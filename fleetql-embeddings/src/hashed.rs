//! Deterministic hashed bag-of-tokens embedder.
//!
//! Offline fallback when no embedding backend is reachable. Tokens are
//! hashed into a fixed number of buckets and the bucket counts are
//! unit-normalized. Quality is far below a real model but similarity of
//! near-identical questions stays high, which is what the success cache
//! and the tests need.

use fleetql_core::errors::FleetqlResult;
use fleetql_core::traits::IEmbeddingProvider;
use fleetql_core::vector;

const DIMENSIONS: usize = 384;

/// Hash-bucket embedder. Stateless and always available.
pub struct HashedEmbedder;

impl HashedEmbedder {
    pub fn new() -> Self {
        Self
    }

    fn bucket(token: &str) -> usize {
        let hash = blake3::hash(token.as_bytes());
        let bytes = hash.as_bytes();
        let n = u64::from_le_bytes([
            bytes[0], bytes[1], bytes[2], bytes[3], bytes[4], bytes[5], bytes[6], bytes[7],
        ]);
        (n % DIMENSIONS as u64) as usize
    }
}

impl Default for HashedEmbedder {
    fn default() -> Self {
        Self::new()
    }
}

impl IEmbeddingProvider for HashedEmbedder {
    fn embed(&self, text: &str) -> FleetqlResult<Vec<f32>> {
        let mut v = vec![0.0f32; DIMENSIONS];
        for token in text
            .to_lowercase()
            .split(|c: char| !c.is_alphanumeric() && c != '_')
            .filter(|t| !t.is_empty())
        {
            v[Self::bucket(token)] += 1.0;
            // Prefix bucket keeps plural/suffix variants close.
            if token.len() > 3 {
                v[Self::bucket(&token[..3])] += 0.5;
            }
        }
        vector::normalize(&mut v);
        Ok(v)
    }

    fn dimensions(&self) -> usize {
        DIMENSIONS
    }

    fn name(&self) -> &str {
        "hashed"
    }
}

* * *

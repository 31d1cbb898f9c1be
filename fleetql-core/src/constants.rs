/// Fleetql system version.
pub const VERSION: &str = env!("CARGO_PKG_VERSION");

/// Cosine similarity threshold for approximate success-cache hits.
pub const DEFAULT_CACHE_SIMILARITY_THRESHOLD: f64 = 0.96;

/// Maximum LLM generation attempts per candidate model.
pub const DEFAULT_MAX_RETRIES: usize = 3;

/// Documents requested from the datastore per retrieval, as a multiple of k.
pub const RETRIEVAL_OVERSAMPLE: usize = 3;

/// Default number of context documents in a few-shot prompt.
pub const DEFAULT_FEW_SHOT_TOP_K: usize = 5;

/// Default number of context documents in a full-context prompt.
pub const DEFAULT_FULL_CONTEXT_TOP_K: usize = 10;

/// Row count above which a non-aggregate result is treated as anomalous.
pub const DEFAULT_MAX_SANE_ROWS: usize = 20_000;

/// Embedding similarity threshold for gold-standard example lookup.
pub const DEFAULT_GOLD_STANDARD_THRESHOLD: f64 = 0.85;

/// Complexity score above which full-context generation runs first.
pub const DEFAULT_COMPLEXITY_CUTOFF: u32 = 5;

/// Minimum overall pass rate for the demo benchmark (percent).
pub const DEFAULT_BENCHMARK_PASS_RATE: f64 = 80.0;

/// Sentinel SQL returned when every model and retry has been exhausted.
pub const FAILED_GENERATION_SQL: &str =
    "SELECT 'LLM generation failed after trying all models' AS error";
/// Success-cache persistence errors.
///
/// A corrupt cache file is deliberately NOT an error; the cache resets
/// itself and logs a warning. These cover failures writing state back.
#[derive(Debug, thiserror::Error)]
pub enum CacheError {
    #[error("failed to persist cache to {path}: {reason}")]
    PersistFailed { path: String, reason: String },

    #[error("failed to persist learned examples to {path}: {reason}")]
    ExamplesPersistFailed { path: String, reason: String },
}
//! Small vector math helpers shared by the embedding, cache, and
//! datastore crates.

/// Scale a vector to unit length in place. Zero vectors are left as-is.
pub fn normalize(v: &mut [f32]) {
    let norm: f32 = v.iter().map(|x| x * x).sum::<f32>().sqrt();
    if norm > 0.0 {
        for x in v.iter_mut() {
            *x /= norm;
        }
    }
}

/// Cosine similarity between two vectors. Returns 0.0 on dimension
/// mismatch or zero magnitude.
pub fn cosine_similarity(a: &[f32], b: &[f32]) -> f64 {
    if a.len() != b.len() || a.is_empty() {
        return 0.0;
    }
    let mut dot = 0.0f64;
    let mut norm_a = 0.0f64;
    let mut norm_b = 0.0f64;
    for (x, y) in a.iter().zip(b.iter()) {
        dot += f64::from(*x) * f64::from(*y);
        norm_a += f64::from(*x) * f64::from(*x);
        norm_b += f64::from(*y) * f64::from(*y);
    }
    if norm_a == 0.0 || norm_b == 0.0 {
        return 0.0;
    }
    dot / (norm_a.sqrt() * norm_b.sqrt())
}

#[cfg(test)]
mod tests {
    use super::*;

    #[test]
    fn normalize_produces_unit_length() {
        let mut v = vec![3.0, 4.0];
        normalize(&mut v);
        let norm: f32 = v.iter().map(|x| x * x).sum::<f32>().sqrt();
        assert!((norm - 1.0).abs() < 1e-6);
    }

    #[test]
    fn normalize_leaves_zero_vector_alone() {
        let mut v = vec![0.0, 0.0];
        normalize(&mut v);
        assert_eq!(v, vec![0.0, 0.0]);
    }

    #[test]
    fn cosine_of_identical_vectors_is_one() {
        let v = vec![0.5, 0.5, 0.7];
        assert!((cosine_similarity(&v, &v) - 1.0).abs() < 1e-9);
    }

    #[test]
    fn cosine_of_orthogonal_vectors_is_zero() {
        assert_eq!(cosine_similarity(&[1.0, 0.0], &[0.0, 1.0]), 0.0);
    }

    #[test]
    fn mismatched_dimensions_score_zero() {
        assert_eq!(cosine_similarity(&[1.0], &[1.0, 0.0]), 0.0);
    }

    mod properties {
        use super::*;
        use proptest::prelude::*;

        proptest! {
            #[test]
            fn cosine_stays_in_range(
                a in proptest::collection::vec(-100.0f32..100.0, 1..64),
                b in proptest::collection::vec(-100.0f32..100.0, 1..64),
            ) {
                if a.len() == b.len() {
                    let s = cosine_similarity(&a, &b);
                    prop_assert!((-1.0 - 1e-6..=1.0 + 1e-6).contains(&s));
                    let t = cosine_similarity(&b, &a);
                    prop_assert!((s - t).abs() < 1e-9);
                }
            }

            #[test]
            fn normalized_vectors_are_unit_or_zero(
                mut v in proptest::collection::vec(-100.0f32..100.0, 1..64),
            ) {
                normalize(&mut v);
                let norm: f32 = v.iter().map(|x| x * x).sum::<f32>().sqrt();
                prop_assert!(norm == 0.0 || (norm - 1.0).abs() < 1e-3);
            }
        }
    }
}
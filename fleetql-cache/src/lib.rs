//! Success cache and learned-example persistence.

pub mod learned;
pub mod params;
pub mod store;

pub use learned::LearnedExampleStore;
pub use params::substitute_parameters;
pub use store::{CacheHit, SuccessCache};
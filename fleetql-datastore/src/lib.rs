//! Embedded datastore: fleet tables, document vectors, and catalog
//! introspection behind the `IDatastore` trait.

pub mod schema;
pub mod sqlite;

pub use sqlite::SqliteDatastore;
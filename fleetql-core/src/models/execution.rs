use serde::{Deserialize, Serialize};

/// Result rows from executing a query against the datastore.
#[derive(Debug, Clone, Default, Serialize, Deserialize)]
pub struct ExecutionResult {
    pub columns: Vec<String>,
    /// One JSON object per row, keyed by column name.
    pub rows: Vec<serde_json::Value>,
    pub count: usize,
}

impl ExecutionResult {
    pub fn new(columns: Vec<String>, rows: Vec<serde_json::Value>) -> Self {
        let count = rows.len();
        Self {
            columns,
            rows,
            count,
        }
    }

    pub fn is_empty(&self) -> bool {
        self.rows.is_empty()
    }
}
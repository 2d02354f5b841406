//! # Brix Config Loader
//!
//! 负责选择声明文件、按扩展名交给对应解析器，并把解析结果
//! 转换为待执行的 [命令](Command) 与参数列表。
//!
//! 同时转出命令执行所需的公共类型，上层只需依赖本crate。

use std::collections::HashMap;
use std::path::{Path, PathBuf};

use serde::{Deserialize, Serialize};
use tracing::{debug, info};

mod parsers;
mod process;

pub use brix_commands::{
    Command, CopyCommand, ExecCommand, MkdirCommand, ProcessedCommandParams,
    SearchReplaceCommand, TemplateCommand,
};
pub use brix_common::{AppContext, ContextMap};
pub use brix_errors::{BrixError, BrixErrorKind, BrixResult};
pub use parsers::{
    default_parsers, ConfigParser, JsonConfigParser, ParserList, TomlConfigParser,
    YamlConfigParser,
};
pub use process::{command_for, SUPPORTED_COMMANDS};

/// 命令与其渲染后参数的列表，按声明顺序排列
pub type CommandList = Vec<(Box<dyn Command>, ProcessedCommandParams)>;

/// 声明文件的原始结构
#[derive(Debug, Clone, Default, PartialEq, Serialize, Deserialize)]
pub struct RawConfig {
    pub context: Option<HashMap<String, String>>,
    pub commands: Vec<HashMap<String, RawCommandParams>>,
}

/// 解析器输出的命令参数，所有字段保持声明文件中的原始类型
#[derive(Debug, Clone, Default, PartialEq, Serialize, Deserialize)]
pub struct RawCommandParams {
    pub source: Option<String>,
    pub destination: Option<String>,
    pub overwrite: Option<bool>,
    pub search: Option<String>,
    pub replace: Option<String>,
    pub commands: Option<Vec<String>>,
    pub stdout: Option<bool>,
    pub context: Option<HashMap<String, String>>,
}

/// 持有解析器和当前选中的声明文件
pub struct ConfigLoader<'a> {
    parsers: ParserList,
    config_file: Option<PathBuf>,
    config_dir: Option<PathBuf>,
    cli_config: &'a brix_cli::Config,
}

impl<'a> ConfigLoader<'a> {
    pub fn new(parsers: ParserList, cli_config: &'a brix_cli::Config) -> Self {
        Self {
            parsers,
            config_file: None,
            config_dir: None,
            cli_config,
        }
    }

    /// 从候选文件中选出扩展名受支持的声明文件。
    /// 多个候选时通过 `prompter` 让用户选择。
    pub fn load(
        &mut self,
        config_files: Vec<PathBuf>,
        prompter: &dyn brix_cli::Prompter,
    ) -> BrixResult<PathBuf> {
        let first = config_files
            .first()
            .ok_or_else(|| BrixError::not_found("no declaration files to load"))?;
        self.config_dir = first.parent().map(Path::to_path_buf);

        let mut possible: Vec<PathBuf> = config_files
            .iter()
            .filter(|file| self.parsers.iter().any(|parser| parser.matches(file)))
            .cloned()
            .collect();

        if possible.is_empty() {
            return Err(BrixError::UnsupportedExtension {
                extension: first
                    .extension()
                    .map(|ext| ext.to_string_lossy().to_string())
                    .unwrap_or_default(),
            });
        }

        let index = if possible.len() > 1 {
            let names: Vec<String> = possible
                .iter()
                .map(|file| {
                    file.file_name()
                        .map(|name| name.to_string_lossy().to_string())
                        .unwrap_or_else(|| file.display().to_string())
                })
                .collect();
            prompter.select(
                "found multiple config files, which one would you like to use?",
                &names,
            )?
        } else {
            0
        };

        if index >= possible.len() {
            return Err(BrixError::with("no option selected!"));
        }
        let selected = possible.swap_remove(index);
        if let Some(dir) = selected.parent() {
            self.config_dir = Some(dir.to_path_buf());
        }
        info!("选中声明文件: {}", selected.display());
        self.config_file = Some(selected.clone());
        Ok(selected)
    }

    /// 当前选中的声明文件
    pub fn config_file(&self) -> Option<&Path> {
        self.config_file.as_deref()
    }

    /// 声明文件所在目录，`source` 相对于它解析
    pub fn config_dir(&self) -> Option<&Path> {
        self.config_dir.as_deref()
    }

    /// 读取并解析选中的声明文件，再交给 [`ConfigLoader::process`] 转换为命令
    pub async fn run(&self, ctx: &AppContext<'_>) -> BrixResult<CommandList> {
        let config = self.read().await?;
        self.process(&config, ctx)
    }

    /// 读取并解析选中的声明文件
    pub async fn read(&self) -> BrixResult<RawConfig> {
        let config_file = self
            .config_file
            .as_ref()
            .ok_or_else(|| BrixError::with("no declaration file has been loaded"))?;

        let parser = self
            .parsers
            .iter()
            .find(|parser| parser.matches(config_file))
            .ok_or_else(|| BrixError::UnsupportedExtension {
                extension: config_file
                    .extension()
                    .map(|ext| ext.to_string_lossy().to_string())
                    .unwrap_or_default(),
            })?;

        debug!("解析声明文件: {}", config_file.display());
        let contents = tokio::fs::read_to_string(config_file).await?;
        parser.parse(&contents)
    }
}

* * *

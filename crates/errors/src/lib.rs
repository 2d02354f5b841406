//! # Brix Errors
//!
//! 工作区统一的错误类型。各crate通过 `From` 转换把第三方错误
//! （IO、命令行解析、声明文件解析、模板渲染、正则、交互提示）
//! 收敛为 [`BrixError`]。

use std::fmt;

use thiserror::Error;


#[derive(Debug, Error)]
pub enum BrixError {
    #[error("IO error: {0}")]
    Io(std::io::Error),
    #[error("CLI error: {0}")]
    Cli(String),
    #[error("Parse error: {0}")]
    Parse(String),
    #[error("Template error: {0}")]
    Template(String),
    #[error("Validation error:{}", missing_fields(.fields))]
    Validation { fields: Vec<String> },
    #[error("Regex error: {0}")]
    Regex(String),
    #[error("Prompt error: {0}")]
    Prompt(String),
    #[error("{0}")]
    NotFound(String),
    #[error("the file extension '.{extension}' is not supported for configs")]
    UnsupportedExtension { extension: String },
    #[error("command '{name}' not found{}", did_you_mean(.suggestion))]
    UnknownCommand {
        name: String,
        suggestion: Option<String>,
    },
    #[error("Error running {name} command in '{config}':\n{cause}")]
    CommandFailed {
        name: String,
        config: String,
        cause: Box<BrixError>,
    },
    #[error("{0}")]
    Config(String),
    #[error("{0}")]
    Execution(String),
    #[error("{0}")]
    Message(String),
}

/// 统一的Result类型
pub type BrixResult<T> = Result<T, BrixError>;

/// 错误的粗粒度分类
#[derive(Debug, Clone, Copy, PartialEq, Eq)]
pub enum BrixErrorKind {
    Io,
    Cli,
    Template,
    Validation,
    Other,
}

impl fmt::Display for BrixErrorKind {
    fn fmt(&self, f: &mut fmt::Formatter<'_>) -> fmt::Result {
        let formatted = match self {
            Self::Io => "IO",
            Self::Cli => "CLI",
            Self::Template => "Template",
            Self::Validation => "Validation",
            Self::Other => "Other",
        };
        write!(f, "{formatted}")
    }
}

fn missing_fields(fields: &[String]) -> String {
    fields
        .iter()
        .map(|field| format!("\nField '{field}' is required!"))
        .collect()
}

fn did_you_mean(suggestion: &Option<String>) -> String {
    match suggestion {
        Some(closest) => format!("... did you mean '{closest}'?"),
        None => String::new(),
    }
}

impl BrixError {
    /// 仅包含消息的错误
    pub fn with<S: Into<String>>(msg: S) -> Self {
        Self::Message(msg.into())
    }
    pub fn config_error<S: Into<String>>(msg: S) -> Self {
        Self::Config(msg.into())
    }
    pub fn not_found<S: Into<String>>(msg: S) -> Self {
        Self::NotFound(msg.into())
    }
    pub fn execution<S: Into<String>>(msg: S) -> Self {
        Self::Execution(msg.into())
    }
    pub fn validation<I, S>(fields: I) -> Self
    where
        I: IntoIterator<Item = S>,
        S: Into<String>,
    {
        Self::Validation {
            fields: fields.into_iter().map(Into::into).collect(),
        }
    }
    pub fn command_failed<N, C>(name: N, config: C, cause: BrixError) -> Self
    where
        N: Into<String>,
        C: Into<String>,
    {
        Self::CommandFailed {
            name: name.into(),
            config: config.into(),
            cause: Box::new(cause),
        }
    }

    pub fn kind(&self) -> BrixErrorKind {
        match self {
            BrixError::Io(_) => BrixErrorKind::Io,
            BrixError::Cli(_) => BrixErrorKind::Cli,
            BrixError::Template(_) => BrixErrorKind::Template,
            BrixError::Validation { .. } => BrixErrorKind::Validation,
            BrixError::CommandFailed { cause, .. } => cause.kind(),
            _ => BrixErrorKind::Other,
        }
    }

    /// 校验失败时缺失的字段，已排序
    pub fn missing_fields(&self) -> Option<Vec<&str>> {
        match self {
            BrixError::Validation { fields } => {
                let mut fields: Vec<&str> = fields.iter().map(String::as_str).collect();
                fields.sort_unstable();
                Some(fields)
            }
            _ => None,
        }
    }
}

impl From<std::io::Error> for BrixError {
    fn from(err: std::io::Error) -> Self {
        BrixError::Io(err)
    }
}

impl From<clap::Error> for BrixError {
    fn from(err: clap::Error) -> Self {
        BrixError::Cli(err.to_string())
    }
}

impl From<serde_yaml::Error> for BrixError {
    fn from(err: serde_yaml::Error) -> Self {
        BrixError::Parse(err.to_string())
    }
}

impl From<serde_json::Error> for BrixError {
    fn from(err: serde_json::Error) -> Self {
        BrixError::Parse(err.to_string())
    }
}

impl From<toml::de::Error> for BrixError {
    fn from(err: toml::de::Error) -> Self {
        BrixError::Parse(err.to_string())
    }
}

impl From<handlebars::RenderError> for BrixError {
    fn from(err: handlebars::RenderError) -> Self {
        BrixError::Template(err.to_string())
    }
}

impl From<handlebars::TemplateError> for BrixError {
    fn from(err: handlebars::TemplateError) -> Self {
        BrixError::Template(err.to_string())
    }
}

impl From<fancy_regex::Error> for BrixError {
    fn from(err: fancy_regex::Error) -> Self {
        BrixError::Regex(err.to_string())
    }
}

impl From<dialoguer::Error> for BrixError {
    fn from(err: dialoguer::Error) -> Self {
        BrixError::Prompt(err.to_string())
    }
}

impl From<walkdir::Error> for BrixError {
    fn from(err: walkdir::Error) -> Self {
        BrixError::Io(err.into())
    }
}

• [What you will do]: All lines of the records containing "been" should be shown.

• [Reply to the exercise]:
/// Sentinel SQL returned when every model and retry has been exhausted.
            .ok_or_else(|| BrixError::with("no declaration file has been loaded"))?;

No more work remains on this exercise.